This is a fork of the LLVM project where we aim to improve the choice of loop vectorization factors using an explorative approach. The work started as a master's thesis “Determining the Perfect Vectorization Factor” by Anna Welker at the Compiler Design Lab at Saarland University. Because the results were not as good as expected, Nils Husung picked up this project in his bachelor's thesis “Improving the Choice of Vectorization Factors,” also at the Compiler Design Lab.

The main idea is to extract innermost loops into functions and compile them ahead via a clone of the optimization and the code generation pipeline. This is done by the ExplorativeLV pass implemented in llvm/lib/Transforms/Vectorize/ExplorativeLV.cpp. To evaluate the costs, there are three metrics available: a simple one focused on the instruction count (implementation in llvm/lib/CodeGen/MachineCodeExplorer.cpp), one based on llvm-mca and a benchmarking metric. The benchmarking metric automatically infers “valid” inputs for the extracted loops and benchmarks them. The focus of the Bachelor's thesis was on this metric. The MCA metric is currently a little buggy because it does not reliably isolate the assembly of the vectorized loop.

To enable our explorative loop vectorization (XLV) with the benchmarking metric, invoke clang as follows:

clang -O3 -mllvm --xlv-metric=benchmark [<other flags>] <input>

If you are interested in the debugging output, add -mllvm --debug-only=explorative-lv. Also remember to select the appropriate target (e.g. -march=x86-64-v3 for machines with AVX2). The ExplorativeLV pass has lots of configuration options. If you have compiled the opt tool, you can use opt --help-hidden to see all the options. These are prefixed with --xlv. A particularly helpful option for debugging/evaluation purposes might be --xlv-artifacts-dir=<dir>, which places all build artifacts created by the ExplorativeLV pass (optimized IR of the loop functions, benchmarking executable or assembly code with for llvm-mca) in the given directory.

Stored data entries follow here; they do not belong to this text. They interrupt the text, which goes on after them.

//! Offset pagination shared by repository implementations.

use serde::Serialize;

pub const DEFAULT_PAGE_SIZE: usize = 10;

/// One page of results plus the totals needed to render a pager.
#[derive(Debug, Clone, PartialEq, Eq, Serialize)]
#[serde(rename_all = "camelCase")]
pub struct PaginatedResult<T> {
    pub items: Vec<T>,
    pub total: usize,
    pub page: usize,
    pub page_size: usize,
    pub total_pages: usize,
}

/// Slice an already filtered and ordered list.
///
/// `page` and `page_size` of zero fall back to 1 and [`DEFAULT_PAGE_SIZE`].
/// `total_pages` is never below 1, and a page past the end is empty.
pub fn paginate<T>(items: Vec<T>, page: usize, page_size: usize) -> PaginatedResult<T> {
    let page = page.max(1);
    let page_size = if page_size == 0 {
        DEFAULT_PAGE_SIZE
    } else {
        page_size
    };

    let total = items.len();
    let total_pages = total.div_ceil(page_size).max(1);
    let start = (page - 1).saturating_mul(page_size).min(total);
    let end = start.saturating_add(page_size).min(total);

    let items = items.into_iter().skip(start).take(end - start).collect();

    PaginatedResult {
        items,
        total,
        page,
        page_size,
        total_pages,
    }
}

#[cfg(test)]
mod tests {
    use super::*;

    #[test]
    fn first_page_of_five() {
        let page = paginate((1..=5).collect(), 1, 2);
        assert_eq!(page.items, vec![1, 2]);
        assert_eq!(page.total, 5);
        assert_eq!(page.total_pages, 3);
    }

    #[test]
    fn last_partial_page() {
        let page = paginate((1..=5).collect(), 3, 2);
        assert_eq!(page.items, vec![5]);
    }

    #[test]
    fn page_past_the_end_is_empty() {
        let page = paginate((1..=5).collect::<Vec<i32>>(), 9, 2);
        assert!(page.items.is_empty());
        assert_eq!(page.total, 5);
        assert_eq!(page.page, 9);
    }

    #[test]
    fn empty_input_has_one_page() {
        let page = paginate(Vec::<i32>::new(), 1, 10);
        assert_eq!(page.total_pages, 1);
        assert!(page.items.is_empty());
    }

    #[test]
    fn zero_values_fall_back_to_defaults() {
        let page = paginate((1..=30).collect::<Vec<i32>>(), 0, 0);
        assert_eq!(page.page, 1);
        assert_eq!(page.page_size, DEFAULT_PAGE_SIZE);
        assert_eq!(page.items.len(), DEFAULT_PAGE_SIZE);
    }

    #[test]
    fn unbounded_page_size_does_not_overflow() {
        let page = paginate((1..=3).collect::<Vec<i32>>(), 2, usize::MAX);
        assert!(page.items.is_empty());
        assert_eq!(page.total_pages, 1);
    }
}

If you are interested in the evaluation of this tool, have a look at https://gitlab.cs.uni-saarland.de/s8nihusu/xlv-evaluation.

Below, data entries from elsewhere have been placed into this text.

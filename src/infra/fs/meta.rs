//! The `meta.json` document stored beside each post's content file.

use serde::{Deserialize, Serialize};
use time::OffsetDateTime;
use tracing::warn;

use crate::domain::posts::{Post, PostParts};
use crate::domain::slug::Slug;
use crate::domain::tags::Tag;
use crate::domain::types::PostStatus;

pub(crate) const META_FILE: &str = "meta.json";
pub(crate) const CONTENT_FILE: &str = "content.md";

/// Field order and names are the on-disk format; do not reorder.
#[derive(Debug, Clone, Serialize, Deserialize)]
#[serde(rename_all = "camelCase")]
pub(crate) struct PostMeta {
    pub id: String,
    pub title: String,
    pub slug: String,
    pub excerpt: String,
    #[serde(default)]
    pub tags: Vec<String>,
    pub status: String,
    #[serde(with = "time::serde::rfc3339")]
    pub created_at: OffsetDateTime,
    #[serde(with = "time::serde::rfc3339")]
    pub updated_at: OffsetDateTime,
    #[serde(
        default,
        skip_serializing_if = "Option::is_none",
        with = "time::serde::rfc3339::option"
    )]
    pub published_at: Option<OffsetDateTime>,
    pub version: u64,
    #[serde(default, skip_serializing_if = "Option::is_none")]
    pub cover: Option<String>,
}

impl From<&Post> for PostMeta {
    fn from(post: &Post) -> Self {
        Self {
            id: post.id().to_string(),
            title: post.title().to_string(),
            slug: post.slug().to_string(),
            excerpt: post.excerpt().to_string(),
            tags: post.tag_names(),
            status: post.status().as_str().to_string(),
            created_at: post.created_at(),
            updated_at: post.updated_at(),
            published_at: post.published_at(),
            version: post.version(),
            cover: post.cover().map(str::to_string),
        }
    }
}

impl PostMeta {
    /// Rebuild the aggregate, returning a human-readable reason on failure.
    ///
    /// Individual malformed tags are dropped rather than rejecting the post.
    pub(crate) fn into_post(self, content: String) -> Result<Post, String> {
        let slug = Slug::parse(self.slug).map_err(|err| err.to_string())?;
        let status = self
            .status
            .parse::<PostStatus>()
            .map_err(|err| err.to_string())?;

        let mut tags = Vec::with_capacity(self.tags.len());
        for name in self.tags {
            match Tag::parse(name.clone()) {
                Ok(tag) => tags.push(tag),
                Err(err) => warn!(
                    target = "infra::fs::meta",
                    op = "into_post",
                    result = "tag_dropped",
                    post_id = %self.id,
                    tag = %name,
                    error = %err,
                    "Dropping invalid tag from stored post"
                ),
            }
        }

        Post::from_parts(PostParts {
            id: self.id,
            title: self.title,
            slug,
            content,
            excerpt: self.excerpt,
            tags,
            status,
            created_at: self.created_at,
            updated_at: self.updated_at,
            published_at: self.published_at,
            version: self.version,
            cover: self.cover,
        })
        .map_err(|err| err.to_string())
    }
}

#[cfg(test)]
mod tests {
    use time::macros::datetime;

    use super::*;

    fn sample_meta() -> PostMeta {
        PostMeta {
            id: "2024-06-hello-world".to_string(),
            title: "Hello World".to_string(),
            slug: "hello-world".to_string(),
            excerpt: "Hi".to_string(),
            tags: vec!["go".to_string(), "rust".to_string()],
            status: "published".to_string(),
            created_at: datetime!(2024-06-15 08:30:00 UTC),
            updated_at: datetime!(2024-06-16 09:00:00 UTC),
            published_at: Some(datetime!(2024-06-16 09:00:00 UTC)),
            version: 3,
            cover: None,
        }
    }

    #[test]
    fn document_layout_is_stable() {
        let json = serde_json::to_string_pretty(&sample_meta()).expect("serialize");
        insta::assert_snapshot!(json, @r#"
        {
          "id": "2024-06-hello-world",
          "title": "Hello World",
          "slug": "hello-world",
          "excerpt": "Hi",
          "tags": [
            "go",
            "rust"
          ],
          "status": "published",
          "createdAt": "2024-06-15T08:30:00Z",
          "updatedAt": "2024-06-16T09:00:00Z",
          "publishedAt": "2024-06-16T09:00:00Z",
          "version": 3
        }
        "#);
    }

    #[test]
    fn reads_documents_with_offsets_and_missing_optionals() {
        let raw = r#"{
          "id": "2024-01-draft",
          "title": "Draft",
          "slug": "draft",
          "excerpt": "",
          "tags": [],
          "status": "draft",
          "createdAt": "2024-01-02T10:00:00+08:00",
          "updatedAt": "2024-01-02T10:00:00+08:00",
          "version": 1
        }"#;
        let meta: PostMeta = serde_json::from_str(raw).expect("parse");
        let post = meta.into_post("body".to_string()).expect("valid post");

        assert_eq!(post.status(), PostStatus::Draft);
        assert_eq!(post.published_at(), None);
        assert_eq!(post.cover(), None);
        assert_eq!(post.created_at(), datetime!(2024-01-02 02:00:00 UTC));
    }

    #[test]
    fn invalid_tags_are_dropped() {
        let mut meta = sample_meta();
        meta.tags = vec!["rust".to_string(), "Not A Tag".to_string()];

        let post = meta.into_post("body".to_string()).expect("valid post");
        assert_eq!(post.tag_names(), vec!["rust"]);
    }

    #[test]
    fn structural_problems_are_reported() {
        let mut bad_slug = sample_meta();
        bad_slug.slug = "Bad Slug".to_string();
        assert!(bad_slug.into_post("body".to_string()).is_err());

        let mut bad_status = sample_meta();
        bad_status.status = "archived".to_string();
        assert!(bad_status.into_post("body".to_string()).is_err());

        let mut unpublished = sample_meta();
        unpublished.published_at = None;
        assert!(unpublished.into_post("body".to_string()).is_err());

        assert!(sample_meta().into_post(String::new()).is_err());
    }
}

From here on follows the original readme:

The LLVM Compiler Infrastructure

This directory and its sub-directories contain source code for LLVM, a toolkit for the construction of highly optimized compilers, optimizers, and run-time environments.

The README briefly describes how to get started with building LLVM. For more information on how to contribute to the LLVM project, please take a look at the Contributing to LLVM guide.

Getting Started with the LLVM System

Taken from https://llvm.org/docs/GettingStarted.html.

Overview

Welcome to the LLVM project!

The LLVM project has multiple components. The core of the project is itself called "LLVM". This contains all of the tools, libraries, and header files needed to process intermediate representations and convert them into object files. Tools include an assembler, disassembler, bitcode analyzer, and bitcode optimizer. It also contains basic regression tests.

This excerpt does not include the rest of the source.